E: Flexibility is great, but it can also be tough for new hires. Try to voice out actively what you think, want, and need while onboarding. A better environment and system for new hires only comes from feedback and action. Furthermore, in the virtual workplace, the role of the company to support them is even more crucial. This work-from-home culture has made me want to be an active supporter of them. After multiple times of my onboarding buddy experiences for new hires, I made a dedicated community for them where they can freely share their questions and an internal newsletter that introduces them and their stories. Try to get to know and utilize those various internal channels and communities that can help you connect with the existing team members whether it’s work-related or not. Criteo is wide open for new hires!
P: Yes, my first tip would also be to overcome the feeling that you’re bugging people when asking questions. In my experience, it is never the case. I think this is the logical aftermath of remote work; since you can’t see the people that you’re messaging, you can get an uneasy feeling when you have sent multiple messages in a row. But, at the end of the day, everyone is willing to help you succeed. Also, make the effort to meet your colleagues in person if you can. It helps you get a sense of their tone and the way a person communicates. Sometimes, people can be more concise and to the point on Slack, and it can be misinterpreted. We have plenty of resources – Slack, Huddle, zoom – to generate these conversations, so I would encourage anyone to utilize them! Also, take advantage of the Work from Home allowance to set up a nice work environment at home and invest in yourself.

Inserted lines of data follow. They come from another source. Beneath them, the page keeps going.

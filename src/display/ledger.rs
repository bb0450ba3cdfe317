//! Ledger display formatting
//!
//! Formats the live items, expenses and totals for terminal output.

use crate::models::{Expense, Item};
use crate::services::calculator::{self, LedgerTotals};

use super::currency::{format_amount, Currency};

/// Format the live items as a table
pub fn format_item_list(items: &[Item]) -> String {
    if items.is_empty() {
        return "No items.".to_string();
    }

    let desc_width = items
        .iter()
        .map(|i| i.description.chars().count())
        .max()
        .unwrap_or(11)
        .max(11);

    let mut output = String::new();
    output.push_str(&format!(
        "{:<16}  {:<desc_width$}  {:>10}  {:<5}  {:>16}  {:>16}\n",
        "ID",
        "Description",
        "Quantity",
        "Unit",
        "Price",
        "Total",
        desc_width = desc_width,
    ));
    output.push_str(&format!(
        "{:-<16}  {:-<desc_width$}  {:->10}  {:-<5}  {:->16}  {:->16}\n",
        "",
        "",
        "",
        "",
        "",
        "",
        desc_width = desc_width,
    ));

    for item in items {
        output.push_str(&format!(
            "{:<16}  {:<desc_width$}  {:>10}  {:<5}  {:>16}  {:>16}\n",
            item.id.short(),
            item.description,
            item.quantity.to_string(),
            item.measure.to_string(),
            format_amount(item.price_per_unit, Currency::Ars),
            format_amount(calculator::line_total(item), Currency::Ars),
            desc_width = desc_width,
        ));
    }

    output
}

/// Format the live expenses as a table
pub fn format_expense_list(expenses: &[Expense]) -> String {
    if expenses.is_empty() {
        return "No expenses.".to_string();
    }

    let desc_width = expenses
        .iter()
        .map(|e| e.description.chars().count())
        .max()
        .unwrap_or(11)
        .max(11);

    let mut output = String::new();
    output.push_str(&format!(
        "{:<16}  {:<desc_width$}  {:<8}  {:>16}  {:>6}  {:>16}\n",
        "ID",
        "Description",
        "Category",
        "Price",
        "Days",
        "Total",
        desc_width = desc_width,
    ));
    output.push_str(&format!(
        "{:-<16}  {:-<desc_width$}  {:-<8}  {:->16}  {:->6}  {:->16}\n",
        "",
        "",
        "",
        "",
        "",
        "",
        desc_width = desc_width,
    ));

    for expense in expenses {
        let days = expense.days.map(|d| d.to_string()).unwrap_or_default();
        output.push_str(&format!(
            "{:<16}  {:<desc_width$}  {:<8}  {:>16}  {:>6}  {:>16}\n",
            expense.id.short(),
            expense.description,
            expense.category.to_string(),
            format_amount(expense.price, Currency::Ars),
            days,
            format_amount(calculator::expense_total(expense), Currency::Ars),
            desc_width = desc_width,
        ));
    }

    output
}

/// Format the totals block, with USD equivalents when present
pub fn format_totals(totals: &LedgerTotals) -> String {
    let rows = [
        ("Subtotal", totals.summary.subtotal(), totals.usd.map(|u| u.subtotal())),
        (
            "Total expenses",
            totals.summary.total_expenses(),
            totals.usd.map(|u| u.total_expenses()),
        ),
        (
            "Net balance",
            totals.summary.net_balance(),
            totals.usd.map(|u| u.net_balance()),
        ),
    ];

    let mut output = String::new();
    for (label, ars, usd) in rows {
        output.push_str(&format!("{:<16}{:>18}", label, format_amount(ars, Currency::Ars)));
        if let Some(usd) = usd {
            output.push_str(&format!("  ({} USD)", format_amount(usd, Currency::Usd)));
        }
        output.push('\n');
    }
    output
}

#[cfg(test)]
mod tests {
    use super::*;
    use crate::config::Settings;
    use crate::models::{Document, Summary};

    #[test]
    fn test_item_list() {
        let doc = Document::with_examples();
        let output = format_item_list(&doc.items);

        assert!(output.contains("Example: 1m of pipe"));
        assert!(output.contains("$ 200,00"));
        assert_eq!(format_item_list(&[]), "No items.");
    }

    #[test]
    fn test_expense_list_shows_days() {
        let doc = Document::with_examples();
        let output = format_expense_list(&doc.expenses);

        assert!(output.contains("Salaries"));
        assert!(output.contains("30"));
        assert!(output.contains("$ 30.000,00"));
    }

    #[test]
    fn test_totals_with_usd() {
        let doc = Document::with_examples();
        let settings = Settings {
            show_usd: true,
            ..Settings::default()
        };
        let totals = calculator::ledger_totals(&doc.items, &doc.expenses, &settings);
        let output = format_totals(&totals);

        assert!(output.contains("-$ 29.800,00"));
        assert!(output.contains("USD"));
    }

    #[test]
    fn test_totals_without_usd() {
        let totals = LedgerTotals {
            summary: Summary::default(),
            usd: None,
        };
        let output = format_totals(&totals);
        assert!(output.contains("$ 0,00"));
        assert!(!output.contains("USD"));
    }
}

E: I step out of the house to get some fresh morning air before I start to work. I’ve also set up an alarm for my lunch break. And, at last, I erased my outlook app from my phone to be able to disconnect when I am not in the office hours. This helps me to truly set the boundaries between work and life.
P: Every morning, I like to take the time to wake up, have a coffee, do a Headspace session or read the news. It’s important to get into the right mindset before signing on and starting to engage with people. I also make sure I take breaks away from the computer to unwind at some point. I also try to schedule one zoom meeting a day to make sure I interact with someone each day. When you’re at home you can go off the radar easily, but I think interacting with others daily, even if just for a moment, is worthwhile.